In 1984, Georgia joined other Southeastern states in a compact that allowed banks in those states to acquire others in the region. Banks such as Charlotte-based First Union and NationsBank were able to grow without competing with the large New York banks.

Georgia didn’t benefit as much – because it kept its restrictions on branch banking. One year later, the state’s larger banks pushed for legislation to allow branches to be established in “contiguous” counties. The effort collapsed.

The measure was painted by opponents as an attempt by the Wall Street octopus to extend its tentacles throughout the state. Watts, the former House banking chairman, can still remember a prized line that helped win the day. It sounded better in 1985 than it does now:

“I’ve got this bill tagged as a kudzu bill,” he said then. “If we don’t nip it in the bud before it gets going real good, it’s going to consume everything in its path. It would in fact close the doors on small businessmen and farmers in this state. Next year that kudzu will be too thick to handle.”

They wouldn’t move yet, but it was after that defeat that the big banks of Atlanta began thinking of Charlotte.

“If we had not done that, I think the banks would still be here,” Watts said last week. “I can look back on it, and community bankers probably wouldn’t want to hear me say this, but it was probably the biggest mistake I made when I was down here.”

He and Garner, who went on to become mayor of Carrollton after leaving the Legislature, are now tag-team lobbyists at the state Capitol. You rarely see one without the other.

Populism may have been the language used by supporters of community banks to win that fight in the General Assembly. But self-interest was a factor, too.

With banks contained (mostly) within each of Georgia’s 159 counties, they were plentiful. And because any large bank that wanted to expand was required to purchase an existing one, profits were nearly guaranteed. Many, many state lawmakers indulged, as owners or members of the boards of directors.

A $500,000 investment, after a mandated five-year wait (later shortened to three), could easily bring the investor $2.5 million. “It was an important way for rural folk to make money,” one veteran lobbyist told me last week.

Not until 1996 did the state Legislature remove county barriers to branch banking. “This was the bill that should have been introduced in 1960, which allowed banks to follow their customers, and to be able to grow with their customer base,” said Joe Brannen, president and CEO of the Georgia Bankers Association.

“It would have allowed our regional banks to grow to some size to compete with the bigger banks in North Carolina. The General Assembly felt otherwise,” Brannen said. “We didn’t have a consensus within the industry.
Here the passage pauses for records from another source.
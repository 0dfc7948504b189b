use crate::{
    models::{Event, LanguageHistogram, Profile, RepositorySummary},
    Result,
};

/// Source of developer-network data
///
/// The analysis code never talks to the network itself; whatever implements
/// this hands it fully-resolved records. Caching, retries and rate-limit
/// handling are the implementation's problem.
#[cfg_attr(test, mockall::automock)]
#[async_trait::async_trait]
pub trait DataProvider: Send + Sync {
    async fn user(&self, login: &str) -> Result<Profile>;
    async fn following(&self, login: &str, page: u32) -> Result<Vec<Profile>>;
    async fn followers(&self, login: &str, page: u32) -> Result<Vec<Profile>>;
    async fn repos(&self, login: &str, page: u32) -> Result<Vec<RepositorySummary>>;
    async fn starred(&self, login: &str, page: u32) -> Result<Vec<RepositorySummary>>;
    async fn repo(&self, owner: &str, name: &str) -> Result<RepositorySummary>;
    async fn languages(&self, owner: &str, name: &str) -> Result<LanguageHistogram>;
    async fn events(&self, login: &str) -> Result<Vec<Event>>;
    async fn search_users(&self, query: &str) -> Result<Vec<Profile>>;
}
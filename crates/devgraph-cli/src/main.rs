use anyhow::{bail, Context};
use chrono::Utc;
use clap::Parser;
use devgraph_core::{
    explore::{self, Direction},
    Config, DataProvider, Error, GitHubProvider, RelationSort,
};
use tracing_subscriber::{layer::SubscriberExt, util::SubscriberInitExt};

mod output;

#[derive(Parser)]
#[command(name = "devgraph")]
#[command(version, about = "Explore GitHub developer networks from the terminal", long_about = None)]
struct Cli {
    /// GitHub personal access token
    #[arg(long, env = "GITHUB_TOKEN", global = true, hide_env_values = true)]
    token: Option<String>,

    /// Keep favorites in memory only (nothing touches disk)
    #[arg(long, global = true)]
    ephemeral: bool,

    /// Print JSON instead of text where supported
    #[arg(long, global = true)]
    json: bool,

    /// How many network neighbours to look at for relations and recommendations
    #[arg(long, global = true, default_value_t = 5)]
    fan_out: usize,

    #[command(subcommand)]
    command: Commands,
}

#[derive(clap::Subcommand)]
enum Commands {
    /// Show a developer's profile card with tags and activity
    Profile { login: String },
    /// List who a developer follows (or their followers)
    Relations {
        login: String,
        /// followers | common
        #[arg(long, default_value = "followers")]
        sort: RelationSort,
        /// List followers instead of following
        #[arg(long)]
        followers: bool,
    },
    /// Suggest developers and repositories
    Recommend { login: String },
    /// Compare two developers' networks
    Compare { a: String, b: String },
    /// Search developers (recorded in history)
    Search { query: String },
    /// Save a developer
    SaveDev { login: String },
    /// Save a repository
    SaveRepo {
        /// owner/name
        name: String,
    },
    /// Remove a saved developer by id
    UnsaveDev { id: u64 },
    /// Remove a saved repository by id
    UnsaveRepo { id: u64 },
    /// Show saved developers and repositories
    Saved,
    /// Show recent searches
    History {
        #[arg(long)]
        clear: bool,
    },
}

#[tokio::main]
async fn main() -> anyhow::Result<()> {
    // Initialize logging - helps when things go sideways
    tracing_subscriber::registry()
        .with(
            tracing_subscriber::EnvFilter::try_from_default_env()
                .unwrap_or_else(|_| "devgraph=info".into()),
        )
        .with(tracing_subscriber::fmt::layer().with_writer(std::io::stderr))
        .init();

    let cli = Cli::parse();

    if let Err(err) = run(cli).await {
        match err.downcast_ref::<Error>() {
            Some(e @ Error::RateLimitExceeded { .. }) => {
                eprintln!("{}. A GITHUB_TOKEN raises the limit.", e)
            }
            _ => eprintln!("Error: {:#}", err),
        }
        std::process::exit(1);
    }

    Ok(())
}

async fn run(cli: Cli) -> anyhow::Result<()> {
    let mut config = Config::load().context("Failed to load config")?;
    if cli.token.is_some() {
        config.github.token = cli.token.clone();
    }

    let provider = GitHubProvider::new(config.client_config())?;
    let favorites = config.open_favorites(cli.ephemeral)?;

    match cli.command {
        Commands::Profile { login } => {
            tracing::info!("Loading profile: {}", login);
            let overview = explore::developer_overview(&provider, &login, Utc::now()).await?;
            let saved = favorites.is_developer_saved(overview.profile.id);
            output::print_overview(&overview, saved);
        }
        Commands::Relations {
            login,
            sort,
            followers,
        } => {
            let direction = if followers {
                Direction::Followers
            } else {
                Direction::Following
            };
            let list = explore::relations(&provider, &login, direction, sort, cli.fan_out).await?;
            output::print_relations(&list);
        }
        Commands::Recommend { login } => {
            let developers =
                explore::developer_recommendations(&provider, &login, cli.fan_out).await?;
            let repos =
                explore::repository_recommendations(&provider, &login, cli.fan_out, Utc::now())
                    .await?;
            output::print_recommendations(&developers, &repos);
        }
        Commands::Compare { a, b } => {
            let comparison = explore::compare_developers(&provider, &a, &b).await?;
            output::print_comparison(&comparison);
        }
        Commands::Search { query } => {
            favorites.record_query(&query);
            let users = provider.search_users(&query).await?;
            output::print_users(&users);
        }
        Commands::SaveDev { login } => {
            let profile = provider.user(&login).await?;
            if favorites.save_developer(&profile) {
                println!("Saved {} ({})", profile.login, profile.id);
            } else {
                println!("{} is already saved (or could not be written)", profile.login);
            }
        }
        Commands::SaveRepo { name } => {
            let Some((owner, repo_name)) = name.split_once('/') else {
                bail!("expected owner/name, got '{}'", name);
            };
            let repo = provider.repo(owner, repo_name).await?;
            if favorites.save_repo(&repo) {
                println!("Saved {} ({})", repo.full_name, repo.id);
            } else {
                println!("{} is already saved (or could not be written)", repo.full_name);
            }
        }
        Commands::UnsaveDev { id } => {
            if !favorites.remove_developer(id) {
                println!("No saved developer with id {}", id);
            }
        }
        Commands::UnsaveRepo { id } => {
            if !favorites.remove_repo(id) {
                println!("No saved repository with id {}", id);
            }
        }
        Commands::Saved => {
            let developers = favorites.saved_developers();
            let repos = favorites.saved_repos();
            if cli.json {
                let value = serde_json::json!({ "developers": developers, "repos": repos });
                println!("{}", serde_json::to_string_pretty(&value)?);
            } else {
                output::print_saved(&developers, &repos);
            }
        }
        Commands::History { clear } => {
            if clear {
                favorites.clear_search_history();
            } else {
                for query in favorites.search_history() {
                    println!("{}", query);
                }
            }
        }
    }

    Ok(())
}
So, shame on all of us — Georgia ends up with no large holding company based in Atlanta.”

The 1996 legislation was too little, too late. Bitterness over the longstanding feud lingered, and the bank migration to Charlotte began in earnest.

It makes sense that SunTrust will be the last one out the door. One hundred years ago, the bank – operating as the Trust Company — underwrote the first public offering for Coca-Cola. But even that iconic tie couldn’t last. SunTrust sold off the last of its Coke shares in 2012.

The migration of the banking industry to Charlotte wasn’t the only price of Georgia’s county-unit banking system. Coming out of the Great Recession, Georgia led the nation in community bank failures. Ninety-one banks in the state were shut down by regulators between 2008 and 2016, according to the Federal Deposit Insurance Corp.

We’re past that now, mostly. Charlotte’s skyline is now the primary evidence of our folly.

Perhaps the Georgia General Assembly doesn’t merit a statue in downtown Charlotte. A plaque might do — outside Bank of America Stadium, where the Carolina Panthers play.

They wouldn’t be there without us.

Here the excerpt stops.